Friday, April 22, 2011

Bad vs. Good Boys-from Psychology Today

From my bad boyfriends, I learned that life is not easy and that relationships were not always emotionally safe.
From my good boyfriends, I learned an even more daunting lesson: that the very promise of safety is an illusion. I learned that while some choices seem less dangerous than others, life is not ultimately a game of tag.
In this respect, boring boyfriends are indeed dangerous because they lead you to repeat mistakes with genuinely bad boyfriends.

That's the double meaning of getting caught: getting caught is great if you're falling, but it's terrible if you're running away. And it isn't as if it was easy to decide what choices to make, either. The right man at the wrong time is the wrong man. And the wrong man at the right time is still the wrong man.

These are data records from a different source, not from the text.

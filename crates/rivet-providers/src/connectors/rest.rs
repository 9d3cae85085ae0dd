//! REST connector
//!
//! Claims path-mapped classes. The resource path of the class and the
//! sub-paths of its path-mapped methods form the routes of the resource.

use dashmap::DashMap;
use rivet_application::{Binder, Connector, ManagedClass};
use rivet_domain::error::{Error, Result};
use rivet_domain::value_objects::{BindingKey, Capability};
use std::sync::Arc;
use tracing::debug;

/// Normalize a path to `/a/b` form
fn normalize(path: &str) -> String {
    let segments: Vec<&str> = path.split('/').filter(|s| !s.is_empty()).collect();
    format!("/{}", segments.join("/"))
}

/// Route to one resource method
#[derive(Debug, Clone, PartialEq, Eq)]
pub struct RestRoute {
    /// Full normalized path
    pub path: String,
    /// Method serving the path; `None` for the resource root
    pub method: Option<String>,
}

/// One path-mapped resource
#[derive(Debug, Clone)]
pub struct RestResource {
    path: String,
    class: String,
    key: BindingKey,
    routes: Vec<RestRoute>,
}

impl RestResource {
    /// Normalized resource path
    pub fn path(&self) -> &str {
        &self.path
    }

    /// Managed class serving the resource
    pub fn class(&self) -> &str {
        &self.class
    }

    /// Binding key resolving the resource instance
    pub fn key(&self) -> &BindingKey {
        &self.key
    }

    /// Method routes, in declaration order
    pub fn routes(&self) -> &[RestRoute] {
        &self.routes
    }
}

/// Resource path → resource table filled during assembly
#[derive(Debug, Default)]
pub struct RestResourceTable {
    resources: DashMap<String, RestResource>,
}

impl RestResourceTable {
    /// Empty table
    pub fn new() -> Self {
        Self::default()
    }

    /// Add a resource; a path can be mapped once
    pub fn register(&self, resource: RestResource) -> Result<()> {
        if let Some(existing) = self.resources.get(&resource.path) {
            return Err(Error::configuration(format!(
                "Path '{}' mapped by both '{}' and '{}'",
                resource.path, existing.class, resource.class
            )));
        }
        self.resources.insert(resource.path.clone(), resource);
        Ok(())
    }

    /// Resource mapped at a path
    pub fn get(&self, path: &str) -> Option<RestResource> {
        self.resources.get(&normalize(path)).map(|r| r.value().clone())
    }

    /// Find the resource and route serving a request path
    pub fn route(&self, path: &str) -> Option<(RestResource, RestRoute)> {
        let path = normalize(path);
        self.resources.iter().find_map(|entry| {
            let resource = entry.value();
            resource
                .routes
                .iter()
                .find(|route| route.path == path)
                .map(|route| (resource.clone(), route.clone()))
        })
    }

    /// Mapped resource paths, sorted
    pub fn paths(&self) -> Vec<String> {
        let mut paths: Vec<String> = self.resources.iter().map(|r| r.key().clone()).collect();
        paths.sort_unstable();
        paths
    }

    /// Number of resources
    pub fn len(&self) -> usize {
        self.resources.len()
    }

    /// Whether no resource is mapped
    pub fn is_empty(&self) -> bool {
        self.resources.is_empty()
    }
}

/// Connector for path-mapped resource classes
#[derive(Debug, Default)]
pub struct RestConnector {
    resources: Arc<RestResourceTable>,
}

impl RestConnector {
    /// Connector with an empty resource table
    pub fn new() -> Self {
        Self::default()
    }

    /// Resource table shared with the container
    pub fn resources(&self) -> &Arc<RestResourceTable> {
        &self.resources
    }
}

impl Connector for RestConnector {
    fn name(&self) -> &str {
        "rest"
    }

    fn configure(&self, binder: &mut Binder<'_>) -> Result<()> {
        binder
            .bind::<RestResourceTable>()
            .to_instance(Arc::clone(&self.resources))
    }

    fn bind(&self, class: &ManagedClass, binder: &mut Binder<'_>) -> Result<bool> {
        if !class.has_capability(&Capability::PATH) {
            return Ok(false);
        }
        binder.bind_class(class)?;

        let path = normalize(class.path().unwrap_or_default());
        let mut routes = vec![RestRoute {
            path: path.clone(),
            method: None,
        }];
        for method in class.methods() {
            if let Some(sub) = method.path() {
                routes.push(RestRoute {
                    path: normalize(&format!("{path}/{sub}")),
                    method: Some(method.name().to_string()),
                });
            }
        }
        debug!(class = class.name(), path = %path, routes = routes.len(), "REST resource mapped");
        self.resources.register(RestResource {
            path,
            class: class.name().to_string(),
            key: class.key().clone(),
            routes,
        })?;
        Ok(true)
    }
}
//! Ordered, duplicate-checked binding set

use crate::binding::builder::Binding;
use rivet_domain::error::{Error, Result};
use rivet_domain::value_objects::BindingKey;
use std::collections::HashMap;
use tracing::debug;

/// Bindings keyed by (type, qualifier), kept in declaration order
#[derive(Debug, Default, Clone)]
pub struct BindingRegistry {
    bindings: HashMap<BindingKey, Binding>,
    order: Vec<BindingKey>,
}

impl BindingRegistry {
    /// Create an empty registry
    pub fn new() -> Self {
        Self::default()
    }

    /// Insert a binding; a second binding for the same key is rejected
    pub fn insert(&mut self, binding: Binding) -> Result<()> {
        if let Some(existing) = self.bindings.get(&binding.key) {
            return Err(Error::duplicate_binding(format!(
                "{} (declared by '{}' and '{}')",
                binding.key, existing.source, binding.source
            )));
        }
        debug!(key = %binding.key, scope = %binding.scope, source = %binding.source, "Binding registered");
        self.order.push(binding.key.clone());
        self.bindings.insert(binding.key.clone(), binding);
        Ok(())
    }

    /// Look up a binding
    pub fn get(&self, key: &BindingKey) -> Option<&Binding> {
        self.bindings.get(key)
    }

    /// Whether a key is bound
    pub fn contains(&self, key: &BindingKey) -> bool {
        self.bindings.contains_key(key)
    }

    /// Bindings in declaration order
    pub fn bindings(&self) -> impl Iterator<Item = &Binding> {
        self.order.iter().filter_map(|key| self.bindings.get(key))
    }

    /// Number of bindings
    pub fn len(&self) -> usize {
        self.order.len()
    }

    /// Whether the registry is empty
    pub fn is_empty(&self) -> bool {
        self.order.is_empty()
    }
}
//! Server-Sent Events
//!
//! ```text
//! Sse::new_event_builder() ──► OutboundEvent
//!                                   │
//! SseBroadcaster::broadcast(&event) ┴──► ChannelSink ──► EventStream (HTTP body)
//!                                   ├──► ChannelSink ──► EventStream
//!                                   └──► (closed sink: dropped from the set)
//! ```
//!
//! ## Example
//!
//! ```ignore
//! let sse = Sse::new(SseOptions::default());
//! let broadcaster = sse.new_broadcaster();
//!
//! let (sink, stream) = sse.new_channel();
//! broadcaster.register(Arc::new(sink)).await;
//!
//! let event = sse.new_event_builder().name("tick").data("1").build()?;
//! broadcaster.broadcast(&event).await;
//! ```

mod broadcaster;
mod channel;

pub use broadcaster::{BroadcastReport, SseBroadcaster};
pub use channel::{ChannelSink, EventStream};

use crate::constants::{
    DEFAULT_CHANNEL_CAPACITY, DEFAULT_RECONNECT_DELAY_MS, DEFAULT_SEND_TIMEOUT_MS,
};
use rivet_domain::value_objects::EventBuilder;
use std::time::Duration;

/// Channel and delivery settings
#[derive(Debug, Clone, Copy, PartialEq, Eq)]
pub struct SseOptions {
    /// Events buffered per subscriber channel
    pub channel_capacity: usize,
    /// Time a single send may wait on a full channel
    pub send_timeout: Duration,
    /// Reconnection delay suggested to clients
    pub reconnect_delay: Duration,
}

impl Default for SseOptions {
    fn default() -> Self {
        Self {
            channel_capacity: DEFAULT_CHANNEL_CAPACITY,
            send_timeout: Duration::from_millis(DEFAULT_SEND_TIMEOUT_MS),
            reconnect_delay: Duration::from_millis(DEFAULT_RECONNECT_DELAY_MS),
        }
    }
}

/// Entry point creating events, channels and broadcasters
#[derive(Debug, Clone, Copy, Default)]
pub struct Sse {
    options: SseOptions,
}

impl Sse {
    /// Create with options
    pub fn new(options: SseOptions) -> Self {
        Self { options }
    }

    /// Options in effect
    pub fn options(&self) -> &SseOptions {
        &self.options
    }

    /// Start describing an event; nothing is sent
    pub fn new_event_builder(&self) -> EventBuilder {
        EventBuilder::default()
    }

    /// Opening event announcing the reconnection delay
    pub fn new_retry_event_builder(&self) -> EventBuilder {
        EventBuilder::default().reconnect_delay(self.options.reconnect_delay)
    }

    /// Create an empty broadcaster
    pub fn new_broadcaster(&self) -> SseBroadcaster {
        SseBroadcaster::new()
    }

    /// Create a subscriber channel
    pub fn new_channel(&self) -> (ChannelSink, EventStream) {
        ChannelSink::channel(self.options.channel_capacity, self.options.send_timeout)
    }
}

Nice boyfriend or bad boyfriend?

These nice boyfriends were as compelling as yesterday's news. They were clippings from a magazine that seemed interesting at the time, but to which I would never again refer. They were like wrapping paper that you remove neatly, fold, put away, and eventually throw out, crumpled up at a later date because you could never find a use for it.
Bad boys, in contrast, were literature.
Like literature, they had a long shelf life in your imagination. They were complicated.
They had great dialogue and interesting back-stories. They were memorable characters. They were always present. They were unavoidable. They took center stage, whether or not they were the leading man.

That's why the smart woman writes her own story. She develops her own plot, stays in charge of the narrative, and chooses the wisest conclusion: she gives herself a comic, rather than a tragic, ending.